A new parallel simulated annealing algorithm for 1.5D acousticfull-waveform inversion
Xin Fu, Kristopher A. Innanen
Full-wave inversion (FWI) based on deterministic optimization (DO) methods is an appealing tool to detect the physical properties of the subsurface media, and increasing successful examples have been reported. However, the DO FWI is highly model-dependent, its success relies on a good starting model. To solve this problem, some researchers resort to the stochastic global optimization (SGO) methods that have shown the potential to alleviate the suffering of the model-dependent problem in FWI. Whereas, the SGO methods also have their own drawback that it needs to solve a great number of forward problems This is dramatically computationally expensive for the wave-equation-based FWI. In our study, we use a heuristic SGO algorithm, the very fast simulated annealing (VFSA) algorithm, to implement the constant-density acoustic FWI. To save computational time, we develop a new parallelization VFSA, in which the serial structure of VFSA is changed to some degree.
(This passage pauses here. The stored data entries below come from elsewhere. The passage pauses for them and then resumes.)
use super::{ModuleContext, ScriptResult};
use crate::error::CapabilityError;
use crate::sandbox::value::{Value, from_host, to_host};
use crate::security::url_validation::validate_script_url;
use indexmap::IndexMap;
use reqwest::{Client, Method};
use rhai::{Dynamic, ImmutableString, Map, Module};

/// Maximum response body a script may read (10 MiB).
pub const MAX_RESPONSE_BYTES: usize = 10 * 1024 * 1024;

#[derive(Debug, Clone)]
pub struct HttpCapability {
    client: Client,
    user_agent: String,
    max_body_bytes: usize,
}

#[derive(Debug, Clone, PartialEq)]
pub struct HttpResponse {
    pub status: u16,
    pub headers: IndexMap<String, String>,
    pub body: String,
}

impl HttpResponse {
    fn into_value(self) -> Value {
        let mut map = IndexMap::new();
        map.insert("status".to_string(), Value::Int(i64::from(self.status)));
        map.insert("body".to_string(), Value::String(self.body));
        map.insert(
            "headers".to_string(),
            Value::Map(
                self.headers
                    .into_iter()
                    .map(|(name, value)| (name, Value::String(value)))
                    .collect(),
            ),
        );
        Value::Map(map)
    }
}

/// Request body as handed over by a script.
#[derive(Debug, Clone, PartialEq)]
pub enum RequestBody {
    Text(String),
    Json(Value),
}

impl RequestBody {
    fn from_script(body: Dynamic) -> Self {
        match to_host(body) {
            Value::Null => Self::Text(String::new()),
            Value::String(text) => Self::Text(text),
            structured @ (Value::Map(_) | Value::List(_)) => Self::Json(structured),
            scalar => Self::Text(scalar.to_string()),
        }
    }
}

impl HttpCapability {
    pub fn new(client: Client, user_agent: impl Into<String>) -> Self {
        Self {
            client,
            user_agent: user_agent.into(),
            max_body_bytes: MAX_RESPONSE_BYTES,
        }
    }

    #[must_use]
    pub fn with_max_body_bytes(mut self, limit: usize) -> Self {
        self.max_body_bytes = limit;
        self
    }

    /// Issue one request.
    ///
    /// The URL scheme is checked before any network activity, and the body is
    /// streamed through a byte budget so an oversized response is never buffered.
    pub async fn send(
        &self,
        method: Method,
        url: &str,
        headers: &[(String, String)],
        body: Option<RequestBody>,
    ) -> Result<HttpResponse, CapabilityError> {
        let url = validate_script_url(url)?;

        let mut request = self.client.request(method, url);
        // Names are case-insensitive; the last value given for a name wins.
        let mut merged: IndexMap<String, &str> = IndexMap::with_capacity(headers.len());
        for (name, value) in headers {
            merged.insert(name.to_ascii_lowercase(), value.as_str());
        }
        let has_user_agent = merged.contains_key("user-agent");
        let has_content_type = merged.contains_key("content-type");
        for (name, value) in &merged {
            request = request.header(name.as_str(), *value);
        }
        if !has_user_agent {
            request = request.header(reqwest::header::USER_AGENT, self.user_agent.as_str());
        }

        match body {
            Some(RequestBody::Text(text)) => request = request.body(text),
            Some(RequestBody::Json(value)) => {
                let encoded = serde_json::to_string(&value)
                    .map_err(|e| CapabilityError::Encode(e.to_string()))?;
                if !has_content_type {
                    request = request.header(reqwest::header::CONTENT_TYPE, "application/json");
                }
                request = request.body(encoded);
            }
            None => {}
        }

        let mut response = request
            .send()
            .await
            .map_err(|e| CapabilityError::Http(e.to_string()))?;

        let limit = self.max_body_bytes;
        if response
            .content_length()
            .is_some_and(|len| len > limit as u64)
        {
            return Err(CapabilityError::ResponseTooLarge { limit });
        }

        let status = response.status().as_u16();
        let mut response_headers = IndexMap::new();
        for (name, value) in response.headers() {
            response_headers.insert(
                name.as_str().to_string(),
                String::from_utf8_lossy(value.as_bytes()).into_owned(),
            );
        }

        let mut body = Vec::new();
        while let Some(chunk) = response
            .chunk()
            .await
            .map_err(|e| CapabilityError::Http(e.to_string()))?
        {
            if body.len() + chunk.len() > limit {
                return Err(CapabilityError::ResponseTooLarge { limit });
            }
            body.extend_from_slice(&chunk);
        }

        Ok(HttpResponse {
            status,
            headers: response_headers,
            body: String::from_utf8_lossy(&body).into_owned(),
        })
    }
}

fn header_pairs(headers: Map) -> Vec<(String, String)> {
    headers
        .into_iter()
        .map(|(name, value)| (name.to_string(), to_host(value).to_text()))
        .collect()
}

fn request(
    ctx: &ModuleContext,
    method: Method,
    url: &str,
    headers: Vec<(String, String)>,
    body: Option<RequestBody>,
) -> ScriptResult<Dynamic> {
    let http = ctx.http.clone();
    let url = url.to_string();
    let response = ctx.block_on(async move { http.send(method, &url, &headers, body).await })?;
    Ok(from_host(&response.into_value()))
}

/// `http::get(url[, headers])`, `http::post(url, body[, headers])`.
pub fn module(ctx: &ModuleContext) -> Module {
    let mut module = Module::new();

    let get_ctx = ctx.clone();
    module.set_native_fn("get", move |url: ImmutableString| {
        request(&get_ctx, Method::GET, &url, Vec::new(), None)
    });
    let get_headers_ctx = ctx.clone();
    module.set_native_fn("get", move |url: ImmutableString, headers: Map| {
        request(
            &get_headers_ctx,
            Method::GET,
            &url,
            header_pairs(headers),
            None,
        )
    });

    let post_ctx = ctx.clone();
    module.set_native_fn("post", move |url: ImmutableString, body: Dynamic| {
        request(
            &post_ctx,
            Method::POST,
            &url,
            Vec::new(),
            Some(RequestBody::from_script(body)),
        )
    });
    let post_headers_ctx = ctx.clone();
    module.set_native_fn(
        "post",
        move |url: ImmutableString, body: Dynamic, headers: Map| {
            request(
                &post_headers_ctx,
                Method::POST,
                &url,
                header_pairs(headers),
                Some(RequestBody::from_script(body)),
            )
        },
    );

    module
}
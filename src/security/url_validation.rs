//! Outbound URL validation for the script HTTP capability.

use crate::error::CapabilityError;
use url::Url;

const ALLOWED_SCHEMES: &[&str] = &["http", "https"];

/// Parse `raw` and accept only `http`/`https` URLs with a host.
///
/// Runs before any network activity, so a rejected URL never causes I/O.
pub fn validate_script_url(raw: &str) -> Result<Url, CapabilityError> {
    let parsed = Url::parse(raw).map_err(|e| CapabilityError::InvalidUrl(format!("{raw}: {e}")))?;
    if !ALLOWED_SCHEMES.contains(&parsed.scheme()) {
        return Err(CapabilityError::UnsupportedScheme(parsed.scheme().to_string()));
    }
    if parsed.host_str().is_none_or(str::is_empty) {
        return Err(CapabilityError::InvalidUrl(format!("{raw}: missing host")));
    }
    Ok(parsed)
}
use scriptcron::sandbox::{SandboxConfig, Value};
use std::time::{Duration, Instant};
use tokio_util::sync::CancellationToken;

use crate::harness;

#[tokio::test]
async fn division_by_zero_is_an_error_without_value() {
    let out = harness::sandbox(SandboxConfig::default())
        .execute(&CancellationToken::new(), "div", "let result = 1 / 0;")
        .await;
    assert!(out.value.is_none());
    assert!(!out.error.unwrap_or_default().is_empty());
}

#[tokio::test]
async fn unbounded_loop_stops_near_the_deadline() {
    let config = SandboxConfig {
        max_execution: Duration::from_millis(100),
        ..SandboxConfig::default()
    };
    let started = Instant::now();
    let out = harness::sandbox(config)
        .execute(&CancellationToken::new(), "spin", "let x = 0; loop { x += 1; }")
        .await;
    let elapsed = started.elapsed();
    assert!(out.value.is_none());
    assert!(!out.error.unwrap_or_default().is_empty());
    assert!(elapsed < Duration::from_secs(2), "took {elapsed:?}");
}

#[tokio::test]
async fn file_urls_are_rejected_before_any_io() {
    let out = harness::sandbox(SandboxConfig::default())
        .execute(
            &CancellationToken::new(),
            "fetch",
            r#"let result = http::get("file:///etc/passwd");"#,
        )
        .await;
    let error = out.error.unwrap_or_default();
    assert!(error.contains("unsupported URL scheme `file`"), "{error}");
}

#[tokio::test]
async fn cancelling_the_context_stops_the_script() {
    let ctx = CancellationToken::new();
    let cancel = ctx.clone();
    tokio::spawn(async move {
        tokio::time::sleep(Duration::from_millis(50)).await;
        cancel.cancel();
    });
    let out = harness::sandbox(SandboxConfig::default())
        .execute(&ctx, "spin", "let x = 0; loop { x += 1; }")
        .await;
    assert_eq!(out.error.as_deref(), Some("execution cancelled"));
}

#[tokio::test]
async fn no_ambient_capabilities_are_exposed() {
    let sandbox = harness::sandbox(SandboxConfig::default());
    for source in [
        r#"let result = eval("1");"#,
        r#"import "fs" as fs; let result = 1;"#,
        r#"let result = fs::read("/etc/passwd");"#,
        r#"let result = env::get("HOME");"#,
    ] {
        let out = sandbox.execute(&CancellationToken::new(), "probe", source).await;
        assert!(out.value.is_none(), "{source} produced {:?}", out.value);
        assert!(out.error.is_some(), "{source}");
    }
}

#[tokio::test]
async fn executions_do_not_share_state() {
    let sandbox = harness::sandbox(SandboxConfig::default());
    let first = sandbox
        .execute(&CancellationToken::new(), "a", "let counter = 41; let result = counter + 1;")
        .await;
    assert_eq!(first.value, Some(Value::Int(42)));

    let second = sandbox
        .execute(&CancellationToken::new(), "b", "let result = counter;")
        .await;
    assert!(second.error.is_some());
}
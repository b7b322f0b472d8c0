#![warn(clippy::all, clippy::pedantic)]
#![allow(
    clippy::missing_errors_doc,
    clippy::missing_panics_doc,
    clippy::module_name_repetitions,
    clippy::must_use_candidate,
    clippy::new_without_default,
    clippy::return_self_not_must_use
)]

pub mod app;
pub mod cli;
pub mod config;
pub mod error;
pub mod sandbox;
pub mod scheduler;
pub mod scripts;
pub mod security;

pub use config::Config;
pub use error::{Error, Result};
pub use sandbox::{ExecutionResult, Sandbox, SandboxConfig, Value};
pub use scheduler::{Schedule, Scheduler};
pub use scripts::{Script, ScriptLoader, ScriptRunner};
pub use security::SecretProvider;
Instead of updating the model parameter one by one in the same thread in a conventional serial VFSA, the parallel VFSA updates the N model parameter separately on N threads, in which the maximum efficient processor number is N. Since performing a 2D VFSA FWI directly without using any parameterization to reduce parameter number (dimension) is still prohibitive, we test the different FWIs (the DO FWI, the conventional serial VFSA FWI, and the new parallel VFSA FWI) on a 1.5D model, and for both VSP (vertical seismic profile) and surface seismic data. For each data, we use both an unbiased starting model crossing the true model and a biased starting model far away from the true model with the depth increase to investigate how the different FWIs rely on the starting model. The tests show that all FWIs for VSP seismic data are not too model-dependent, but the DO FWI for surface seismic data is mode-dependent and the VFSA FWIs can solve this problem well. Furthermore, to further save the computational cost, the data used for VFSA FWIs are multisource shot gathers. And all seismic data used are in time domain.